Uma criança de 3,3 milhões de anos

 

Crânio de A. afarensis achado na Etiópia. Foram encontrados ainda ossos do tronco, dos membros inferiores e superiores, a omoplata e o osso hióide, a maior parte deles em bom estado de conservação (foto: Zeresenay Alemseged / ARCCH).

Fósseis de uma criança de três anos que viveu há cerca de 3,3 milhões de anos foram descobertos em Dikika, no noroeste da Etiópia. O esqueleto, encontrado quase completo, pertencia a uma fêmea da espécie Australopithecus afarensis e surpreende pelo bom estado de conservação. A ossada é 150 mil anos mais antiga que a de Lucy – um dos primeiros e mais completos espécimes de australopitecos já encontrados. A descoberta, publicada na Nature desta semana, foi feita por um grupo multidisciplinar de pesquisadores europeus e norte-americanos.

Apesar de pertencer a um hominídeo arcaico – mais parecido com macacos do que com espécies do gênero Homo –, o esqueleto será de extrema importância na investigação das características do crescimento e da infância dos ancestrais humanos. A partir da comparação entre esse esqueleto e os de adultos, os pesquisadores terão uma importante fonte de informações sobre o desenvolvimento dessa espécie.

“Essa descoberta vai contribuir substancialmente para que possamos entender a morfologia, o esboço do corpo, o comportamento, a forma de movimentação e os padrões de desenvolvimento do Australopithecus afarensis ”, disse em comunicado à imprensa o paleoantropólogo Zeresenay Alemseged, do Instituto Max Planck de Antropologia Evolutiva, na Alemanha, co-autor do artigo. É difícil encontrar ossos antigos com pouca idade cronológica, porque eles são muito frágeis e não sobrevivem facilmente às condições ambientais com o passar dos anos, mas a geologia do local favoreceu a conservação da ossada.

Para estimar a idade da criança, os pesquisadores definiram o grau de crescimento dos dentes e compararam com a idade de chimpanzés e humanos modernos com o mesmo estágio de desenvolvimento. Essa estimativa não é muito segura, pois os chimpanzés atuais provavelmente não crescem com a mesma velocidade de crescimento do A. afarensis , mas fornece uma boa aproximação.

No chão ou em árvores?
A análise do esqueleto traz evidências de que o A. afarensis podia se movimentar de forma bipedal, como os humanos atuais, e também saltar de galho em galho. Ainda não há consenso sobre se os indivíduos dessa espécie andavam no chão, trepavam em árvores ou se movimentavam das duas formas. Os ossos da perna (fêmur e tíbia) e dos pés da menina eram aptos a caminhar com o corpo na posição vertical. No entanto, os ossos dos ombros são parecidos com os de gorilas e permitiriam movimentos nas árvores.
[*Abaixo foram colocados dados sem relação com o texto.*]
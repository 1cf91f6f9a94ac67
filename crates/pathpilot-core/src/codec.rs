use crate::matrix::Matrix;
use crate::nn::{Dense, Network, NetworkError, Topology};
use byteorder::{LittleEndian, ReadBytesExt, WriteBytesExt};
use std::io::{self, BufWriter, Cursor, Write};
use std::path::{Path, PathBuf};
use std::{error::Error, fmt, fs};

/// Binary model file format.
///
/// Raw layout: for each layer in order a weight block, then for each layer a bias
/// block. A block is `[u64 LE element count][count × f32 LE]`. Weights are stored
/// row-major (`w[j * out + i]`).
///
/// Versioned layout: `MAGIC` and a `u32 LE` version, followed by the raw layout.
/// Readers accept both; raw files written by older tools stay loadable.
pub const MAGIC: [u8; 8] = *b"PPILOTNN";
pub const FORMAT_VERSION: u32 = 1;
const HEADER_LEN: usize = MAGIC.len() + 4;

#[derive(Clone, Copy, Debug, Default, PartialEq, Eq)]
pub enum ModelFormat {
    #[default]
    Versioned,
    Raw,
}

#[derive(Debug)]
pub enum CodecError {
    Io { path: PathBuf, source: io::Error },
    /// Failure of the underlying reader or writer outside of a named file.
    Stream(io::Error),
    UnsupportedVersion(u32),
    Truncated { offset: usize, needed: usize },
    LengthMismatch { block: usize, expected: usize, actual: u64 },
    TrailingBytes(usize),
    /// Block count or sizes don't describe a chain of dense layers.
    Malformed(String),
    Network(NetworkError),
}

impl fmt::Display for CodecError {
    fn fmt(&self, f: &mut fmt::Formatter<'_>) -> fmt::Result {
        match self {
            CodecError::Io { path, source } => write!(f, "{}: {}", path.display(), source),
            CodecError::Stream(e) => write!(f, "model stream: {e}"),
            CodecError::UnsupportedVersion(v) => {
                write!(f, "unsupported model format version {v} (expected {FORMAT_VERSION})")
            }
            CodecError::Truncated { offset, needed } => {
                write!(f, "model data truncated at byte {offset}: needed {needed} more bytes")
            }
            CodecError::LengthMismatch {
                block,
                expected,
                actual,
            } => write!(f, "block {block} holds {actual} values, expected {expected}"),
            CodecError::TrailingBytes(n) => write!(f, "{n} unexpected bytes after model data"),
            CodecError::Malformed(msg) => write!(f, "malformed model: {msg}"),
            CodecError::Network(e) => write!(f, "{e}"),
        }
    }
}

impl Error for CodecError {
    fn source(&self) -> Option<&(dyn Error + 'static)> {
        match self {
            CodecError::Io { source, .. } => Some(source),
            CodecError::Stream(e) => Some(e),
            CodecError::Network(e) => Some(e),
            _ => None,
        }
    }
}

impl From<NetworkError> for CodecError {
    fn from(e: NetworkError) -> Self {
        CodecError::Network(e)
    }
}

/// Serialize `network` into `writer`.
pub fn write_model<W: Write>(
    writer: &mut W,
    network: &Network,
    format: ModelFormat,
) -> io::Result<()> {
    if format == ModelFormat::Versioned {
        writer.write_all(&MAGIC)?;
        writer.write_u32::<LittleEndian>(FORMAT_VERSION)?;
    }
    for layer in network.layers() {
        write_block(writer, layer.weights.as_slice())?;
    }
    for layer in network.layers() {
        write_block(writer, &layer.bias)?;
    }
    Ok(())
}

fn write_block<W: Write>(writer: &mut W, values: &[f32]) -> io::Result<()> {
    writer.write_u64::<LittleEndian>(values.len() as u64)?;
    for &v in values {
        writer.write_f32::<LittleEndian>(v)?;
    }
    Ok(())
}

pub fn encode(network: &Network, format: ModelFormat) -> Result<Vec<u8>, CodecError> {
    let blocks = 2 * network.layers().len();
    let mut out = Vec::with_capacity(HEADER_LEN + blocks * 8 + network.parameter_count() * 4);
    write_model(&mut out, network, format).map_err(CodecError::Stream)?;
    Ok(out)
}

/// Decode a model for a known topology. Every block length must match exactly.
pub fn decode(bytes: &[u8], topology: &Topology) -> Result<Network, CodecError> {
    decode_with_format(bytes, topology).map(|(net, _)| net)
}

pub fn decode_with_format(
    bytes: &[u8],
    topology: &Topology,
) -> Result<(Network, ModelFormat), CodecError> {
    let (format, mut r) = open(bytes)?;

    let mut weights = Vec::with_capacity(topology.layer_count());
    for (k, (inputs, outputs)) in topology.layer_shapes().enumerate() {
        let values = r.block(k, Some(inputs * outputs))?;
        let m = Matrix::from_vec(inputs, outputs, values)
            .ok_or_else(|| CodecError::Malformed(format!("weight block {k} has wrong shape")))?;
        weights.push(m);
    }
    let mut layers = Vec::with_capacity(weights.len());
    for (k, w) in weights.into_iter().enumerate() {
        let bias = r.block(topology.layer_count() + k, Some(w.cols()))?;
        layers.push(Dense {
            weights: w,
            bias,
            activation: topology.activation(k),
        });
    }
    r.finish()?;

    Ok((Network::from_layers(layers)?, format))
}

/// Shape of a model file, recovered from its block lengths alone.
#[derive(Clone, Debug, PartialEq)]
pub struct ModelSummary {
    pub format: ModelFormat,
    pub topology: Topology,
    pub parameter_count: usize,
}

/// Infer the topology of an encoded model without knowing it in advance.
pub fn inspect(bytes: &[u8]) -> Result<ModelSummary, CodecError> {
    let (format, mut r) = open(bytes)?;
    let mut lengths = Vec::new();
    let mut index = 0;
    while !r.at_end() {
        lengths.push(r.block(index, None)?.len());
        index += 1;
    }
    if lengths.is_empty() || lengths.len() % 2 != 0 {
        return Err(CodecError::Malformed(format!(
            "expected an even, non-zero number of blocks, found {}",
            lengths.len()
        )));
    }
    let (weight_lens, bias_lens) = lengths.split_at(lengths.len() / 2);
    let mut sizes = Vec::with_capacity(bias_lens.len() + 1);
    for (k, (&w, &b)) in weight_lens.iter().zip(bias_lens).enumerate() {
        if b == 0 || w % b != 0 {
            return Err(CodecError::Malformed(format!(
                "layer {k}: {w} weights do not divide into {b} outputs"
            )));
        }
        let inputs = w / b;
        match sizes.last() {
            None => sizes.push(inputs),
            Some(&prev) if prev != inputs => {
                return Err(CodecError::Malformed(format!(
                    "layer {k} takes {inputs} inputs but previous layer outputs {prev}"
                )));
            }
            Some(_) => {}
        }
        sizes.push(b);
    }
    let topology = Topology::new(sizes)?;
    Ok(ModelSummary {
        format,
        parameter_count: topology.parameter_count(),
        topology,
    })
}

pub fn save_file(
    path: impl AsRef<Path>,
    network: &Network,
    format: ModelFormat,
) -> Result<(), CodecError> {
    let path = path.as_ref();
    let io_err = |source| CodecError::Io {
        path: path.to_path_buf(),
        source,
    };
    let mut writer = BufWriter::new(fs::File::create(path).map_err(io_err)?);
    write_model(&mut writer, network, format).map_err(io_err)?;
    writer.flush().map_err(io_err)
}

pub fn load_file(path: impl AsRef<Path>, topology: &Topology) -> Result<Network, CodecError> {
    let path = path.as_ref();
    let bytes = fs::read(path).map_err(|source| CodecError::Io {
        path: path.to_path_buf(),
        source,
    })?;
    decode(&bytes, topology)
}

fn open(bytes: &[u8]) -> Result<(ModelFormat, Reader<'_>), CodecError> {
    let mut r = Reader {
        cursor: Cursor::new(bytes),
    };
    if bytes.starts_with(&MAGIC) {
        r.cursor.set_position(MAGIC.len() as u64);
        let version = r.u32()?;
        if version != FORMAT_VERSION {
            return Err(CodecError::UnsupportedVersion(version));
        }
        Ok((ModelFormat::Versioned, r))
    } else {
        Ok((ModelFormat::Raw, r))
    }
}

struct Reader<'a> {
    cursor: Cursor<&'a [u8]>,
}

impl Reader<'_> {
    fn offset(&self) -> usize {
        self.cursor.position() as usize
    }

    fn remaining(&self) -> usize {
        self.cursor.get_ref().len().saturating_sub(self.offset())
    }

    /// Fails with `Truncated` unless `n` more bytes are available.
    fn ensure(&self, n: usize) -> Result<(), CodecError> {
        let remaining = self.remaining();
        if n > remaining {
            return Err(CodecError::Truncated {
                offset: self.offset(),
                needed: n - remaining,
            });
        }
        Ok(())
    }

    /// Run one read of `n` bytes, reporting end of input as `Truncated`.
    fn read<T>(
        &mut self,
        n: usize,
        f: impl FnOnce(&mut Cursor<&[u8]>) -> io::Result<T>,
    ) -> Result<T, CodecError> {
        let offset = self.offset();
        let remaining = self.remaining();
        f(&mut self.cursor).map_err(|e| match e.kind() {
            io::ErrorKind::UnexpectedEof => CodecError::Truncated {
                offset,
                needed: n.saturating_sub(remaining),
            },
            _ => CodecError::Stream(e),
        })
    }

    fn u32(&mut self) -> Result<u32, CodecError> {
        self.read(4, |c| c.read_u32::<LittleEndian>())
    }

    fn u64(&mut self) -> Result<u64, CodecError> {
        self.read(8, |c| c.read_u64::<LittleEndian>())
    }

    /// Read one length-prefixed block, rejecting it before reading the payload
    /// when `expected` is given and differs.
    fn block(&mut self, index: usize, expected: Option<usize>) -> Result<Vec<f32>, CodecError> {
        let len = self.u64()?;
        if let Some(expected) = expected {
            if len != expected as u64 {
                return Err(CodecError::LengthMismatch {
                    block: index,
                    expected,
                    actual: len,
                });
            }
        }
        let count = usize::try_from(len).unwrap_or(usize::MAX);
        let byte_len = count.saturating_mul(4);
        // Checked before allocating.
        self.ensure(byte_len)?;
        let mut values = vec![0.0f32; count];
        self.read(byte_len, |c| c.read_f32_into::<LittleEndian>(&mut values))?;
        Ok(values)
    }

    fn at_end(&self) -> bool {
        self.remaining() == 0
    }

    fn finish(self) -> Result<(), CodecError> {
        match self.remaining() {
            0 => Ok(()),
            n => Err(CodecError::TrailingBytes(n)),
        }
    }
}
A morfologia do crânio indica uma semelhança entre a taxa de crescimento cerebral da criança de Dikika e a dos humanos. Estima-se que o volume do cérebro da criança era 330 cm 3 , similar ao de um chimpanzé com a mesma idade. No entanto, esse tamanho corresponde a apenas 63% do cérebro adulto, enquanto os chimpanzés com essa idade já têm mais de 90% do cérebro formado. “Essa taxa lenta de crescimento observada nos A. afarensis é mais próxima à dos humanos, o que aponta para uma possível transição comportamental na evolução dessa espécie”, afirma Alemseged.

Segundo ele, uma das mais importantes descobertas foi o osso hióide, situado na parte anterior do pescoço. Não existem fósseis dessa parte do esqueleto de hominídeos, a não ser do homem de Neandertal. “Ele reflete como era a laringe, e pode trazer evidências sobre os sons que a espécie produzia. Por isso, tem um papel importante no debate sobre a origem da fala humana”, diz.